[Records for the exercise]
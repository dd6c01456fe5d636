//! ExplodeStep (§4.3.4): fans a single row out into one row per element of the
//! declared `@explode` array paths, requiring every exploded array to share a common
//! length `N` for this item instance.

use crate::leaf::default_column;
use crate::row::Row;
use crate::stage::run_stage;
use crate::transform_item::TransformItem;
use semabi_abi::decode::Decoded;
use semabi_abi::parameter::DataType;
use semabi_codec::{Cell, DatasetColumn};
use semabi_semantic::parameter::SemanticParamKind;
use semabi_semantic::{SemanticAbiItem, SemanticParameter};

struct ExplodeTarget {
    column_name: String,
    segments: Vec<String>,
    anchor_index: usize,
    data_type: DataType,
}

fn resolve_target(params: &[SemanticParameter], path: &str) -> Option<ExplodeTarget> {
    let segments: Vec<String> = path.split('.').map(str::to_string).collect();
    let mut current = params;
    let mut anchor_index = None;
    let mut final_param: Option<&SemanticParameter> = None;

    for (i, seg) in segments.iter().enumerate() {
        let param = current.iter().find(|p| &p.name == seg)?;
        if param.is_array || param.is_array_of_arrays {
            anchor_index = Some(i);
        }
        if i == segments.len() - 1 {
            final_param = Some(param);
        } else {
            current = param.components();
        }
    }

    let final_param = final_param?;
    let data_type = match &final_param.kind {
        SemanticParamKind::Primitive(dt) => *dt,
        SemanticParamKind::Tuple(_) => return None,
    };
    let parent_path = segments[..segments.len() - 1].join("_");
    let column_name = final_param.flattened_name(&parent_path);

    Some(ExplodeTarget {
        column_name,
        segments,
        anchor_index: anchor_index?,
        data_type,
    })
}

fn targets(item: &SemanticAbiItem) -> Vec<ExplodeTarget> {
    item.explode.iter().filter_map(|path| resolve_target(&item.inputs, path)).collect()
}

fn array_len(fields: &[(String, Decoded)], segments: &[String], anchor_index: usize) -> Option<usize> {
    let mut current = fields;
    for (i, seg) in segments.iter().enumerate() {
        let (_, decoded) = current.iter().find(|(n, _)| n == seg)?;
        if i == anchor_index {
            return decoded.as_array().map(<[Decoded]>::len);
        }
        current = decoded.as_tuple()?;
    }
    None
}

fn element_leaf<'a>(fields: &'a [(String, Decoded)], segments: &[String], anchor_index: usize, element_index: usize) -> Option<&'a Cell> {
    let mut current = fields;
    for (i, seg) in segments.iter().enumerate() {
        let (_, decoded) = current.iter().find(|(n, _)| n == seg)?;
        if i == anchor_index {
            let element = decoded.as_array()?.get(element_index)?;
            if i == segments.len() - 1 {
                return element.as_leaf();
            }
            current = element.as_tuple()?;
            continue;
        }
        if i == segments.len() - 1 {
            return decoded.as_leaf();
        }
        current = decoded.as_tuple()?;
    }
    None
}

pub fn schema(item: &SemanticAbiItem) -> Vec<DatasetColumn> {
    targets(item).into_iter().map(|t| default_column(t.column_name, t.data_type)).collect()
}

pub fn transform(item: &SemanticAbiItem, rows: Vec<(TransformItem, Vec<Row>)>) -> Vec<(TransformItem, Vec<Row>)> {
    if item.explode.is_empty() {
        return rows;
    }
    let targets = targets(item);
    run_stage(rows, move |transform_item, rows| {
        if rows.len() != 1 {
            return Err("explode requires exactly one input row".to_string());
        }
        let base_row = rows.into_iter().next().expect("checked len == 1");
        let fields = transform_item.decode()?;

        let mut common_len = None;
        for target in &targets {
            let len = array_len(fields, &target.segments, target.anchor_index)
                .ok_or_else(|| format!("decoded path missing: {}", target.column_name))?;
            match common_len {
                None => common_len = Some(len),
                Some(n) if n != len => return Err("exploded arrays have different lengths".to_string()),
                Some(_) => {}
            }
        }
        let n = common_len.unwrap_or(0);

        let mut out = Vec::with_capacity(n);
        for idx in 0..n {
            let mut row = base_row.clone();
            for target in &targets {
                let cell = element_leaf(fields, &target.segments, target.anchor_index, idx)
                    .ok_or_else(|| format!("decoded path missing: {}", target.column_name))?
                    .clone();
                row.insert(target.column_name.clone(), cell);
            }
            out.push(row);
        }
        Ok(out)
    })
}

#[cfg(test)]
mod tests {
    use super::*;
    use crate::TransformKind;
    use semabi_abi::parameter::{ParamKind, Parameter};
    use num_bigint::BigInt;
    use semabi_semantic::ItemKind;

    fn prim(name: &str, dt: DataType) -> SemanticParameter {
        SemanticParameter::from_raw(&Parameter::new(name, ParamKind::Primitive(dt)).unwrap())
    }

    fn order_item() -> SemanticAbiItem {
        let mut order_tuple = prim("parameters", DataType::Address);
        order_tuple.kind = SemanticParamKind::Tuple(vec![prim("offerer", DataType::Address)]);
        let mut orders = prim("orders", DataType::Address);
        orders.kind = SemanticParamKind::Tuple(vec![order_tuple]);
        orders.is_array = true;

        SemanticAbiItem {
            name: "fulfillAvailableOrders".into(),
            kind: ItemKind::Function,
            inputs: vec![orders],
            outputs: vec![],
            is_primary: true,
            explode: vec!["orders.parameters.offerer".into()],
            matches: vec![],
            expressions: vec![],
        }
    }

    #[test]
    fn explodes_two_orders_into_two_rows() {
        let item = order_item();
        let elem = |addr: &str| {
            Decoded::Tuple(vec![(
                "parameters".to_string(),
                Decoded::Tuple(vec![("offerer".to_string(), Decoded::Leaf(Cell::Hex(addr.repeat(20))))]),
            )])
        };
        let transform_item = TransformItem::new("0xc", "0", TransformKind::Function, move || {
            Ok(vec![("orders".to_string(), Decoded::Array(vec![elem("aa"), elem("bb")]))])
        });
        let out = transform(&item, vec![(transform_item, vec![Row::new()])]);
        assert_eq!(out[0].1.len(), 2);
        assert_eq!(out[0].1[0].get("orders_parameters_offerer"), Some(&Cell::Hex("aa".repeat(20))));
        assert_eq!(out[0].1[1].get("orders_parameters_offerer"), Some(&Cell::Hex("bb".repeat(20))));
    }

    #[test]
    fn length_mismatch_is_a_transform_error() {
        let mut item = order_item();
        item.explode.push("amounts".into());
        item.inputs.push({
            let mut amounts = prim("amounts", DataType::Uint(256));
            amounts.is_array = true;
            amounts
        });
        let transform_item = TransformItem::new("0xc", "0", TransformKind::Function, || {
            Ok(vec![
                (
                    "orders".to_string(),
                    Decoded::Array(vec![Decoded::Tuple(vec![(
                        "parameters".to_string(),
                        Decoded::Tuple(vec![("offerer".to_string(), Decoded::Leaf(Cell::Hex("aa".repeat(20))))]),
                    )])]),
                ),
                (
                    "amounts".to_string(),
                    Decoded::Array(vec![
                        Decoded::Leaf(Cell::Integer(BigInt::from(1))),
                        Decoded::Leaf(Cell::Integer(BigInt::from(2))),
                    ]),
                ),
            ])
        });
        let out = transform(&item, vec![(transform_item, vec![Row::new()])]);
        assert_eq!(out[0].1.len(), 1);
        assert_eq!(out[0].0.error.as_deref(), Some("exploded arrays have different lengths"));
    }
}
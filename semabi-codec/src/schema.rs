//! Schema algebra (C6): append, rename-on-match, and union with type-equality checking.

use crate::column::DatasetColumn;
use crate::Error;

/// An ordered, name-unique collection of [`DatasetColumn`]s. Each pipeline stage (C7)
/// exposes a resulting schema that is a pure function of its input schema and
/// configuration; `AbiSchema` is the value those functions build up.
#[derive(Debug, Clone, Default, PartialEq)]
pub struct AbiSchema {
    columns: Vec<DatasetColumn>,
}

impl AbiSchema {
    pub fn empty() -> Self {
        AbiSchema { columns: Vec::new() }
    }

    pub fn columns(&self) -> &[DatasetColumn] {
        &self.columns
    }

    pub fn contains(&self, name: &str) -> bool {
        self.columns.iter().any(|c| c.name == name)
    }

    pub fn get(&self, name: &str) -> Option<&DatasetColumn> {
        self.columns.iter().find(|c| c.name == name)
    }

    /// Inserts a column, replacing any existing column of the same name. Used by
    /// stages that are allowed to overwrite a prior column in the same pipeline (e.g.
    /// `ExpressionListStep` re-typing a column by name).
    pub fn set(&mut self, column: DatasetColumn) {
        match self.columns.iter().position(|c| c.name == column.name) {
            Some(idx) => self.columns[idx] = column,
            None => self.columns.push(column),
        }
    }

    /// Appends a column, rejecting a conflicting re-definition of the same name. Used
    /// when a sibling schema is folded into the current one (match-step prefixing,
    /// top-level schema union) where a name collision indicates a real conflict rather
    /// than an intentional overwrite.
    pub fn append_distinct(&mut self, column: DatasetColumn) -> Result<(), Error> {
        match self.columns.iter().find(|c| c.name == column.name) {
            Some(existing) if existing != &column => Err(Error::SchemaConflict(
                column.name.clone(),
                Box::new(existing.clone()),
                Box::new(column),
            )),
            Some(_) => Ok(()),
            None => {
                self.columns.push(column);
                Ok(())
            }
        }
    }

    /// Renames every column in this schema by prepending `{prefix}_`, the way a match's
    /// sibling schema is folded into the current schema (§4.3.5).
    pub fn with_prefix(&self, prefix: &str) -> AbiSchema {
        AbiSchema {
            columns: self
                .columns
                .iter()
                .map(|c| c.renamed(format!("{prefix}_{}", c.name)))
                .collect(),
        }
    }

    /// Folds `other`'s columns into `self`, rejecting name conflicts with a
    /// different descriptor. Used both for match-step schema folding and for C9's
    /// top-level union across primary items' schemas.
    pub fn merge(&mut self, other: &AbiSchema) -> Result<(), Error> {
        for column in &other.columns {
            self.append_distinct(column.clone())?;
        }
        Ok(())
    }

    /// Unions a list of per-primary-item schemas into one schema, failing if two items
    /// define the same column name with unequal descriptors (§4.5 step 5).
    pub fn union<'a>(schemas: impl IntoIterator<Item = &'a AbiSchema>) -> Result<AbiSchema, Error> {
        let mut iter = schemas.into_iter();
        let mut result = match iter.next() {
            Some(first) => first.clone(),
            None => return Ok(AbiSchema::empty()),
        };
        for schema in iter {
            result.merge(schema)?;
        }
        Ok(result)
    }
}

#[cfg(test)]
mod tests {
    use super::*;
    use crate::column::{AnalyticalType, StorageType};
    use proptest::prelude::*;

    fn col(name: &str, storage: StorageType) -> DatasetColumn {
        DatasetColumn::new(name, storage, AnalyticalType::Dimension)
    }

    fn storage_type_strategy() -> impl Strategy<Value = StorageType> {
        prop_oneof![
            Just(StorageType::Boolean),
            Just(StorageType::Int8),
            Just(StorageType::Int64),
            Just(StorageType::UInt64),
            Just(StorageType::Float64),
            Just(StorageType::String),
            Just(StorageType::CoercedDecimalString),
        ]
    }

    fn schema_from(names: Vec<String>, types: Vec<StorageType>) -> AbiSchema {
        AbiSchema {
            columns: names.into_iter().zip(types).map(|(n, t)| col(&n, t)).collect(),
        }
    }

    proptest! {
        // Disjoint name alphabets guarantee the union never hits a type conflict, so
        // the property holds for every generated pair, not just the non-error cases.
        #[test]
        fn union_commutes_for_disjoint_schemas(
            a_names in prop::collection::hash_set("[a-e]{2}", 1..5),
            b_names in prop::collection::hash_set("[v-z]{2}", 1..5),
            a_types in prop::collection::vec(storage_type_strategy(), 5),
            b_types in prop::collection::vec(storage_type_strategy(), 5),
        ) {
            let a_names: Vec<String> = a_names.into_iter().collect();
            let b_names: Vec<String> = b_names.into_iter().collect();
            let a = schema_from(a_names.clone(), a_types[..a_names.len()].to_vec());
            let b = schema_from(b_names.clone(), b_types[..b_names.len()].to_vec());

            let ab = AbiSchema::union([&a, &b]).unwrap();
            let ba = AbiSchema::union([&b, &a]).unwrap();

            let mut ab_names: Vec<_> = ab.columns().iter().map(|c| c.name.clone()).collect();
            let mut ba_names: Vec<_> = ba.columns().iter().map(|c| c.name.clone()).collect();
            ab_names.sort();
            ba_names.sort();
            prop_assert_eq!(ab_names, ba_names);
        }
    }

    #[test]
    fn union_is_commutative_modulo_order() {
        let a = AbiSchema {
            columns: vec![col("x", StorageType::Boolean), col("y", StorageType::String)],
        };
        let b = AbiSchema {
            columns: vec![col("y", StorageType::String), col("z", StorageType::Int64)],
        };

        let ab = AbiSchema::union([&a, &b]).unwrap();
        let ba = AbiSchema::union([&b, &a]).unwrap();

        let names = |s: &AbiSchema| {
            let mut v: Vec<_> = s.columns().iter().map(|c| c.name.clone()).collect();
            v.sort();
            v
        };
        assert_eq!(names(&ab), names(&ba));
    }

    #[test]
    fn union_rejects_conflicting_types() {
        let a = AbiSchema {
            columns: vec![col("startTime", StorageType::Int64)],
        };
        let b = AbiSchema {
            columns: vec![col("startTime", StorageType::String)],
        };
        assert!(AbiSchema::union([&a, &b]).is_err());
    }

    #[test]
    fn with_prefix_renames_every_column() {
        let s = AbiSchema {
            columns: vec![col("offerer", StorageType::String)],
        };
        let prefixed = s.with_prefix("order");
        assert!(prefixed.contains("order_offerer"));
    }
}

[Task details]
Every line of the material that holds "startTime" should be copied out as the answer.

[Output for this exercise]
            columns: vec![col("startTime", StorageType::Int64)],
            columns: vec![col("startTime", StorageType::String)],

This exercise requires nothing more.